▶ WHAT IS REQUIRED
What is needed is a verbatim copy of each record below.

Stored records
----

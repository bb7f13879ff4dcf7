//! Request context carrying the authenticated user's identity.

use chrono::{DateTime, Utc};
use serde::{Deserialize, Serialize};
use uuid::Uuid;

use ratehub_entity::user::UserRole;

/// Context for the current authenticated request.
///
/// Extracted from the bearer token and passed into service methods so
/// that every operation knows *who* is acting, without any ambient
/// global auth state.
#[derive(Debug, Clone, Serialize, Deserialize)]
pub struct RequestContext {
    /// The authenticated user's ID.
    pub user_id: Uuid,
    /// The user's email at the time the token was issued.
    pub email: String,
    /// The user's role at the time the token was issued.
    pub role: UserRole,
    /// When the request was received.
    pub request_time: DateTime<Utc>,
}

impl RequestContext {
    /// Creates a new request context.
    pub fn new(user_id: Uuid, email: String, role: UserRole) -> Self {
        Self {
            user_id,
            email,
            role,
            request_time: Utc::now(),
        }
    }

    /// Returns whether the current user is an admin.
    pub fn is_admin(&self) -> bool {
        self.role.is_admin()
    }

    /// Returns whether the current user is a regular user.
    pub fn is_user(&self) -> bool {
        self.role.is_user()
    }

    /// Returns whether the current user is a store owner.
    pub fn is_store_owner(&self) -> bool {
        self.role.is_store_owner()
    }
}
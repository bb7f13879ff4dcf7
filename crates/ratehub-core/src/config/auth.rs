//! Authentication configuration.

use serde::{Deserialize, Serialize};

/// Authentication and credential configuration.
#[derive(Debug, Clone, Serialize, Deserialize)]
pub struct AuthConfig {
    /// Secret key for JWT signing (HMAC-SHA256).
    #[serde(default = "default_jwt_secret")]
    pub jwt_secret: String,
    /// Token TTL in hours.
    #[serde(default = "default_token_ttl")]
    pub jwt_ttl_hours: u64,
    /// Minimum password length.
    #[serde(default = "default_password_min")]
    pub password_min_length: usize,
    /// Maximum password length.
    #[serde(default = "default_password_max")]
    pub password_max_length: usize,
}

impl Default for AuthConfig {
    fn default() -> Self {
        Self {
            jwt_secret: default_jwt_secret(),
            jwt_ttl_hours: default_token_ttl(),
            password_min_length: default_password_min(),
            password_max_length: default_password_max(),
        }
    }
}

fn default_jwt_secret() -> String {
    "CHANGE_ME_IN_PRODUCTION".to_string()
}

fn default_token_ttl() -> u64 {
    24
}

fn default_password_min() -> usize {
    8
}

fn default_password_max() -> usize {
    16
}
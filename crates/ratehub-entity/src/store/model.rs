//! Store entity model and derived read models.

use chrono::{DateTime, Utc};
use serde::{Deserialize, Serialize};
use sqlx::FromRow;
use uuid::Uuid;

use crate::rating::RatingWithUser;

/// A store registered on the platform.
///
/// Every store belongs to exactly one owner with role `store_owner`;
/// the database enforces one store per owner.
#[derive(Debug, Clone, Serialize, Deserialize, FromRow)]
pub struct Store {
    /// Unique store identifier.
    pub id: Uuid,
    /// Store name (20-60 characters).
    pub name: String,
    /// Store address (up to 400 characters).
    pub address: String,
    /// The owning user's ID.
    pub owner_id: Uuid,
    /// When the store was created.
    pub created_at: DateTime<Utc>,
}

/// Data required to create a new store.
#[derive(Debug, Clone, Serialize, Deserialize)]
pub struct CreateStore {
    /// Store name.
    pub name: String,
    /// Store address.
    pub address: String,
    /// The owning user's ID (must have role `store_owner`).
    pub owner_id: Uuid,
}

/// A store joined with its owner's identity and rating aggregates.
///
/// `average_rating` is derived in SQL and is 0.0 for stores with no
/// ratings.
#[derive(Debug, Clone, Serialize, Deserialize)]
pub struct StoreWithOwner {
    /// The store row.
    pub store: Store,
    /// Owner's display name.
    pub owner_name: String,
    /// Owner's email.
    pub owner_email: String,
    /// Arithmetic mean of the store's rating values.
    pub average_rating: f64,
    /// Total number of ratings.
    pub total_ratings: i64,
}

/// A store together with all of its ratings and rater identities.
#[derive(Debug, Clone, Serialize, Deserialize)]
pub struct StoreWithRatings {
    /// The store row.
    pub store: Store,
    /// All ratings for the store, newest first.
    pub ratings: Vec<RatingWithUser>,
    /// Arithmetic mean of the rating values, 0.0 if none.
    pub average_rating: f64,
}
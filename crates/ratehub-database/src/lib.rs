//! # ratehub-database
//!
//! PostgreSQL connection management and concrete repository
//! implementations for all RateHub entities.

pub mod connection;
pub mod migration;
pub mod repositories;

pub use connection::DatabasePool;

----

▶ SOLUTION
repository bb7f13879ff4dcf7
//! Request context carrying the authenticated user's identity.

use chrono::{DateTime, Utc};
use serde::{Deserialize, Serialize};
use uuid::Uuid;

use ratehub_entity::user::UserRole;

/// Context for the current authenticated request.
///
/// Extracted from the bearer token and passed into service methods so
/// that every operation knows *who* is acting, without any ambient
/// global auth state.
#[derive(Debug, Clone, Serialize, Deserialize)]
pub struct RequestContext {
    /// The authenticated user's ID.
    pub user_id: Uuid,
    /// The user's email at the time the token was issued.
    pub email: String,
    /// The user's role at the time the token was issued.
    pub role: UserRole,
    /// When the request was received.
    pub request_time: DateTime<Utc>,
}

impl RequestContext {
    /// Creates a new request context.
    pub fn new(user_id: Uuid, email: String, role: UserRole) -> Self {
        Self {
            user_id,
            email,
            role,
            request_time: Utc::now(),
        }
    }

    /// Returns whether the current user is an admin.
    pub fn is_admin(&self) -> bool {
        self.role.is_admin()
    }

    /// Returns whether the current user is a regular user.
    pub fn is_user(&self) -> bool {
        self.role.is_user()
    }

    /// Returns whether the current user is a store owner.
    pub fn is_store_owner(&self) -> bool {
        self.role.is_store_owner()
    }
}
repository bb7f13879ff4dcf7
filename crates/ratehub-core/src/config/auth.rs
//! Authentication configuration.

use serde::{Deserialize, Serialize};

/// Authentication and credential configuration.
#[derive(Debug, Clone, Serialize, Deserialize)]
pub struct AuthConfig {
    /// Secret key for JWT signing (HMAC-SHA256).
    #[serde(default = "default_jwt_secret")]
    pub jwt_secret: String,
    /// Token TTL in hours.
    #[serde(default = "default_token_ttl")]
    pub jwt_ttl_hours: u64,
    /// Minimum password length.
    #[serde(default = "default_password_min")]
    pub password_min_length: usize,
    /// Maximum password length.
    #[serde(default = "default_password_max")]
    pub password_max_length: usize,
}

impl Default for AuthConfig {
    fn default() -> Self {
        Self {
            jwt_secret: default_jwt_secret(),
            jwt_ttl_hours: default_token_ttl(),
            password_min_length: default_password_min(),
            password_max_length: default_password_max(),
        }
    }
}

fn default_jwt_secret() -> String {
    "CHANGE_ME_IN_PRODUCTION".to_string()
}

fn default_token_ttl() -> u64 {
    24
}

fn default_password_min() -> usize {
    8
}

fn default_password_max() -> usize {
    16
}
filename crates/ratehub-entity/src/store/model.rs
//! Store entity model and derived read models.

use chrono::{DateTime, Utc};
use serde::{Deserialize, Serialize};
use sqlx::FromRow;
use uuid::Uuid;

use crate::rating::RatingWithUser;

/// A store registered on the platform.
///
/// Every store belongs to exactly one owner with role `store_owner`;
/// the database enforces one store per owner.
#[derive(Debug, Clone, Serialize, Deserialize, FromRow)]
pub struct Store {
    /// Unique store identifier.
    pub id: Uuid,
    /// Store name (20-60 characters).
    pub name: String,
    /// Store address (up to 400 characters).
    pub address: String,
    /// The owning user's ID.
    pub owner_id: Uuid,
    /// When the store was created.
    pub created_at: DateTime<Utc>,
}

/// Data required to create a new store.
#[derive(Debug, Clone, Serialize, Deserialize)]
pub struct CreateStore {
    /// Store name.
    pub name: String,
    /// Store address.
    pub address: String,
    /// The owning user's ID (must have role `store_owner`).
    pub owner_id: Uuid,
}

/// A store joined with its owner's identity and rating aggregates.
///
/// `average_rating` is derived in SQL and is 0.0 for stores with no
/// ratings.
#[derive(Debug, Clone, Serialize, Deserialize)]
pub struct StoreWithOwner {
    /// The store row.
    pub store: Store,
    /// Owner's display name.
    pub owner_name: String,
    /// Owner's email.
    pub owner_email: String,
    /// Arithmetic mean of the store's rating values.
    pub average_rating: f64,
    /// Total number of ratings.
    pub total_ratings: i64,
}

/// A store together with all of its ratings and rater identities.
#[derive(Debug, Clone, Serialize, Deserialize)]
pub struct StoreWithRatings {
    /// The store row.
    pub store: Store,
    /// All ratings for the store, newest first.
    pub ratings: Vec<RatingWithUser>,
    /// Arithmetic mean of the rating values, 0.0 if none.
    pub average_rating: f64,
}
filename crates/ratehub-database/src/lib.rs
//! # ratehub-database
//!
//! PostgreSQL connection management and concrete repository
//! implementations for all RateHub entities.

pub mod connection;
pub mod migration;
pub mod repositories;

pub use connection::DatabasePool;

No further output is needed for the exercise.